In the end, the reality turned out to be that there was no border patrol agent dead and it was never confirmed how many individuals really crossed, although one news source stated about 10-15 suspects.

And the shoot out?

There was no shoot out here unless the border patrol are covering up something.

The reason I say that is because the shoot out actually happened IN Mexico, which is why the suspects had to swim the river to get to safety on THIS side.

Where it gets fishy is the part where one of the suspects, who was supposedly shot, is taken to the hospital in Rio Grande City in critical condition.

It's fishy because it begs the question:  How can a critically injured man swim a river in his condition?

Could the border patrol have shot him and disguised it as a consequence of a battle gone wrong in Mexico?

But that's neither here nor there.

The moral of the story is that sometimes things are taken out of context and made to sound more extreme than they really are.

Having said that, I breathe a sigh of relief knowing that no war has broken out on our peaceful borders.

Then the next day, as I'm getting ready to go run an errand, my neighbor runs to me in a panic.

"Did you hear about the men that crossed the river yesterday?!!!  The ones that got away are holding the kids at the middle school hostage.  They've thrown road spikes to thwart the police and they are threatening to start shooting the students if the police don't let the other suspects go!  The school has gone into lock down!"


Will it ever end?

So here I go to check out my sources, and guess what, it was all a lie.

No, my neighbor wasn't being intentionally mean.

That's just the way rumors get started and it makes for a great story to us socially deprived border folk.
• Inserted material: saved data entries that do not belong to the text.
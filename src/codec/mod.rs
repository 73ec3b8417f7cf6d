//! Fixed-width slot codecs.
//!
//! Every partition file is a flat array of equally sized slots. A codec knows
//! the slot width of one [`NumberType`] and how to read or write a single
//! optional [`Number`] at a byte offset. Absence is never tagged: integer kinds
//! reserve their minimum value and float kinds use NaN.
//!
//! All slots are big-endian.

mod float;
mod integer;
mod mapped;

pub use float::{FloatCodec, FloatWidth};
pub use integer::{IntCodec, IntWidth};
pub use mapped::{curve, decurve, CurvedCodec, LinearCodec, CURVE_LIMIT};

use serde::{Deserialize, Serialize};
use std::fmt;

/// A stored sample value.
///
/// Series resolve their storage kind once; callers hand over either variant
/// and the codec converts at the slot boundary.
#[derive(Debug, Clone, Copy, PartialEq, Serialize, Deserialize)]
#[serde(untagged)]
pub enum Number {
    Int(i64),
    Float(f64),
}

impl Number {
    pub fn as_f64(self) -> f64 {
        match self {
            Number::Int(v) => v as f64,
            Number::Float(v) => v,
        }
    }

    /// Integer view, rounding floats half-to-even and saturating at the i64 range.
    pub fn as_i64(self) -> i64 {
        match self {
            Number::Int(v) => v,
            Number::Float(v) => v.round_ties_even() as i64,
        }
    }

    /// NaN floats carry no value and are stored as absent.
    pub fn is_nan(self) -> bool {
        matches!(self, Number::Float(v) if v.is_nan())
    }

    /// Drops NaN so that it never reaches an integer slot as a real value.
    pub fn present(value: Option<Number>) -> Option<Number> {
        value.filter(|v| !v.is_nan())
    }
}

impl From<i64> for Number {
    fn from(value: i64) -> Self {
        Number::Int(value)
    }
}

impl From<i32> for Number {
    fn from(value: i32) -> Self {
        Number::Int(value as i64)
    }
}

impl From<f64> for Number {
    fn from(value: f64) -> Self {
        Number::Float(value)
    }
}

impl From<f32> for Number {
    fn from(value: f32) -> Self {
        Number::Float(value as f64)
    }
}

impl fmt::Display for Number {
    fn fmt(&self, f: &mut fmt::Formatter<'_>) -> fmt::Result {
        match self {
            Number::Int(v) => write!(f, "{v}"),
            Number::Float(v) => write!(f, "{v}"),
        }
    }
}

/// Storage kind of a series.
#[derive(Debug, Clone, Copy, PartialEq, Eq, Hash, Serialize, Deserialize)]
#[serde(rename_all = "UPPERCASE")]
pub enum NumberType {
    Int1,
    Int2,
    Int4,
    Int8,
    Float2,
    Float3,
    Float4,
    Float8,
    Mapped1,
    Mapped2,
    Mapped4,
    Curved1,
    Curved2,
    Curved4,
}

impl NumberType {
    pub const ALL: [NumberType; 14] = [
        NumberType::Int1,
        NumberType::Int2,
        NumberType::Int4,
        NumberType::Int8,
        NumberType::Float2,
        NumberType::Float3,
        NumberType::Float4,
        NumberType::Float8,
        NumberType::Mapped1,
        NumberType::Mapped2,
        NumberType::Mapped4,
        NumberType::Curved1,
        NumberType::Curved2,
        NumberType::Curved4,
    ];

    /// Slot width in bytes.
    pub fn type_size(self) -> usize {
        match self {
            NumberType::Int1 | NumberType::Mapped1 | NumberType::Curved1 => 1,
            NumberType::Int2 | NumberType::Float2 | NumberType::Mapped2 | NumberType::Curved2 => 2,
            NumberType::Float3 => 3,
            NumberType::Int4 | NumberType::Float4 | NumberType::Mapped4 | NumberType::Curved4 => 4,
            NumberType::Int8 | NumberType::Float8 => 8,
        }
    }

    /// Mapped and curved kinds need a `[min, max]` domain.
    pub fn is_bounded(self) -> bool {
        matches!(
            self,
            NumberType::Mapped1
                | NumberType::Mapped2
                | NumberType::Mapped4
                | NumberType::Curved1
                | NumberType::Curved2
                | NumberType::Curved4
        )
    }

    pub fn name(self) -> &'static str {
        match self {
            NumberType::Int1 => "INT1",
            NumberType::Int2 => "INT2",
            NumberType::Int4 => "INT4",
            NumberType::Int8 => "INT8",
            NumberType::Float2 => "FLOAT2",
            NumberType::Float3 => "FLOAT3",
            NumberType::Float4 => "FLOAT4",
            NumberType::Float8 => "FLOAT8",
            NumberType::Mapped1 => "MAPPED1",
            NumberType::Mapped2 => "MAPPED2",
            NumberType::Mapped4 => "MAPPED4",
            NumberType::Curved1 => "CURVED1",
            NumberType::Curved2 => "CURVED2",
            NumberType::Curved4 => "CURVED4",
        }
    }

    pub fn parse(name: &str) -> Option<Self> {
        let upper = name.to_ascii_uppercase();
        Self::ALL.into_iter().find(|ty| ty.name() == upper)
    }
}

impl fmt::Display for NumberType {
    fn fmt(&self, f: &mut fmt::Formatter<'_>) -> fmt::Result {
        f.write_str(self.name())
    }
}

/// Real-valued domain of a mapped or curved series.
#[derive(Debug, Clone, Copy, PartialEq)]
pub struct Bounds {
    pub min: f64,
    pub max: f64,
}

impl Bounds {
    pub fn new(min: f64, max: f64) -> Option<Self> {
        (min.is_finite() && max.is_finite() && min < max).then_some(Self { min, max })
    }
}

/// Encode/decode strategy for one storage kind.
pub trait PartitionAdapter {
    /// Slot width in bytes.
    fn type_size(&self) -> usize;

    /// Reads the slot at `offset`; the null sentinel reads as `None`.
    fn get(&self, buf: &[u8], offset: usize) -> Option<Number>;

    /// Writes the slot at `offset`; `None` writes the exact sentinel bits.
    fn put(&self, buf: &mut [u8], offset: usize, value: Option<Number>);

    /// Fills every slot of `buf` with the null sentinel.
    fn fill_absent(&self, buf: &mut [u8]) {
        let size = self.type_size();
        let slots = buf.len() / size;
        for slot in 0..slots {
            self.put(buf, slot * size, None);
        }
    }
}

/// Codec resolved once per series.
///
/// The enum keeps the hot read/write loop on a `match` instead of a vtable.
#[derive(Debug, Clone, Copy, PartialEq)]
pub enum Codec {
    Int(IntCodec),
    Float(FloatCodec),
    Linear(LinearCodec),
    Curved(CurvedCodec),
}

impl Codec {
    /// Builds the codec for `ty`. Bounded kinds return `None` without bounds.
    pub fn new(ty: NumberType, bounds: Option<Bounds>) -> Option<Self> {
        let codec = match ty {
            NumberType::Int1 => Codec::Int(IntCodec::new(IntWidth::I8)),
            NumberType::Int2 => Codec::Int(IntCodec::new(IntWidth::I16)),
            NumberType::Int4 => Codec::Int(IntCodec::new(IntWidth::I32)),
            NumberType::Int8 => Codec::Int(IntCodec::new(IntWidth::I64)),
            NumberType::Float2 => Codec::Float(FloatCodec::new(FloatWidth::F16)),
            NumberType::Float3 => Codec::Float(FloatCodec::new(FloatWidth::F24)),
            NumberType::Float4 => Codec::Float(FloatCodec::new(FloatWidth::F32)),
            NumberType::Float8 => Codec::Float(FloatCodec::new(FloatWidth::F64)),
            NumberType::Mapped1 => Codec::Linear(LinearCodec::new(IntWidth::I8, bounds?)),
            NumberType::Mapped2 => Codec::Linear(LinearCodec::new(IntWidth::I16, bounds?)),
            NumberType::Mapped4 => Codec::Linear(LinearCodec::new(IntWidth::I32, bounds?)),
            NumberType::Curved1 => Codec::Curved(CurvedCodec::new(IntWidth::I8, bounds?)),
            NumberType::Curved2 => Codec::Curved(CurvedCodec::new(IntWidth::I16, bounds?)),
            NumberType::Curved4 => Codec::Curved(CurvedCodec::new(IntWidth::I32, bounds?)),
        };
        Some(codec)
    }
}

impl PartitionAdapter for Codec {
    fn type_size(&self) -> usize {
        match self {
            Codec::Int(c) => c.type_size(),
            Codec::Float(c) => c.type_size(),
            Codec::Linear(c) => c.type_size(),
            Codec::Curved(c) => c.type_size(),
        }
    }

    #[inline]
    fn get(&self, buf: &[u8], offset: usize) -> Option<Number> {
        match self {
            Codec::Int(c) => c.get(buf, offset),
            Codec::Float(c) => c.get(buf, offset),
            Codec::Linear(c) => c.get(buf, offset),
            Codec::Curved(c) => c.get(buf, offset),
        }
    }

    #[inline]
    fn put(&self, buf: &mut [u8], offset: usize, value: Option<Number>) {
        match self {
            Codec::Int(c) => c.put(buf, offset, value),
            Codec::Float(c) => c.put(buf, offset, value),
            Codec::Linear(c) => c.put(buf, offset, value),
            Codec::Curved(c) => c.put(buf, offset, value),
        }
    }
}

#[cfg(test)]
mod tests {
    use super::*;

    fn bounds() -> Option<Bounds> {
        Bounds::new(-50.0, 150.0)
    }

    /// Largest distance between neighbouring decoded values around `v`.
    fn step_near(codec: &Codec, v: f64) -> f64 {
        let (a, b) = match codec {
            Codec::Linear(c) => {
                let code = c.encode(v);
                (c.decode(code - 1), c.decode(code + 1))
            }
            Codec::Curved(c) => {
                let code = c.encode(v);
                (c.decode(code - 1), c.decode(code + 1))
            }
            _ => return 0.0,
        };
        (b - a).abs()
    }

    #[test]
    fn type_sizes_match_codecs() {
        for ty in NumberType::ALL {
            let codec = Codec::new(ty, bounds()).unwrap();
            assert_eq!(codec.type_size(), ty.type_size(), "{ty}");
        }
    }

    #[test]
    fn bounded_kinds_require_bounds() {
        for ty in NumberType::ALL {
            assert_eq!(Codec::new(ty, None).is_some(), !ty.is_bounded(), "{ty}");
        }
        assert!(Bounds::new(1.0, 1.0).is_none());
        assert!(Bounds::new(2.0, 1.0).is_none());
        assert!(Bounds::new(f64::NAN, 1.0).is_none());
    }

    #[test]
    fn absent_round_trips_for_every_kind() {
        for ty in NumberType::ALL {
            let codec = Codec::new(ty, bounds()).unwrap();
            let mut buf = vec![0u8; codec.type_size() * 3];
            codec.put(&mut buf, codec.type_size(), None);
            assert_eq!(codec.get(&buf, codec.type_size()), None, "{ty}");
        }
    }

    #[test]
    fn values_round_trip_within_one_step() {
        let samples = [-12.5, 0.0, 3.25, 42.0, 99.75];
        for ty in NumberType::ALL {
            let codec = Codec::new(ty, bounds()).unwrap();
            let size = codec.type_size();
            let mut buf = vec![0u8; size];
            for v in samples {
                codec.put(&mut buf, 0, Some(Number::Float(v)));
                let back = codec.get(&buf, 0).unwrap().as_f64();
                let tolerance = match ty {
                    NumberType::Int1 | NumberType::Int2 | NumberType::Int4 | NumberType::Int8 => 0.5,
                    NumberType::Float2 => v.abs() / 1024.0 + 1e-3,
                    NumberType::Float3 => v.abs() / 32768.0 + 1e-6,
                    NumberType::Float4 => v.abs() * 1e-7,
                    NumberType::Float8 => 0.0,
                    _ => step_near(&codec, v),
                };
                assert!(
                    (back - v).abs() <= tolerance,
                    "{ty}: wrote {v}, read {back}, tolerance {tolerance}"
                );
            }
        }
    }

    #[test]
    fn nan_is_stored_as_absent() {
        for ty in NumberType::ALL {
            let codec = Codec::new(ty, bounds()).unwrap();
            let mut buf = vec![0u8; codec.type_size()];
            codec.put(&mut buf, 0, Some(Number::Float(f64::NAN)));
            assert_eq!(codec.get(&buf, 0), None, "{ty}");
        }
    }

    #[test]
    fn number_type_names_round_trip() {
        for ty in NumberType::ALL {
            assert_eq!(NumberType::parse(ty.name()), Some(ty));
            let json = serde_json::to_string(&ty).unwrap();
            assert_eq!(json, format!("\"{}\"", ty.name()));
        }
        assert_eq!(NumberType::parse("float8"), Some(NumberType::Float8));
        assert_eq!(NumberType::parse("FLOAT16"), None);
    }

    #[test]
    fn number_conversions() {
        assert_eq!(Number::Float(2.5).as_i64(), 2);
        assert_eq!(Number::Float(3.5).as_i64(), 4);
        assert_eq!(Number::Int(7).as_f64(), 7.0);
        assert_eq!(Number::present(Some(Number::Float(f64::NAN))), None);
        let parsed: Number = serde_json::from_str("4").unwrap();
        assert_eq!(parsed, Number::Int(4));
        let parsed: Number = serde_json::from_str("4.2").unwrap();
        assert_eq!(parsed, Number::Float(4.2));
    }
}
Unfortunately, it hurts us just the same, and thus, my job gets harder to do, as I don't only have to tackle the exaggerated stories about our borders that are being created by those who don't live here, but I also have to wrestle with the locals who delight on such rumors.

For now, rest assured that our borders are just as safe as they have ever been, and the reality is, the news and rumor is making people panic, including myself I must admit.

Before I end, I want to share a video with you from our local news station that captures the kind of drama that exists here.

The reason I am sharing it is because I live around the area where these residents live and I know for a fact that the situation is not as extreme as they make it sound, but stories like theirs are convincing to others, who tell others, who tell others, until the rumor grows.

One of the posters on the facebook wall for this newstation questioned why the station was only reporting about the negative stories in Starr County, but when something positive happens, they are never there to report it.

I could not agree more with the person who posted that question, and thus, I will do my best to share the positive while I battle the negative.

As a final note, we would like to remind you that we have not given up on the Tiffany Hartley story.  We are still working to resolve some issues and we have not received any new information that we would like to share other than we are still in the process of taking the Sheriff to court for disregarding the attorney general's decision.

Also, we sent out some more complaint letters to the attorney general, which they have already responded to having received.

We also had sent an amended FOIA to customs and border protections, to which they have not responded and are already way past their deadline to respond, so we must now figure out to whom we should address our complaint to.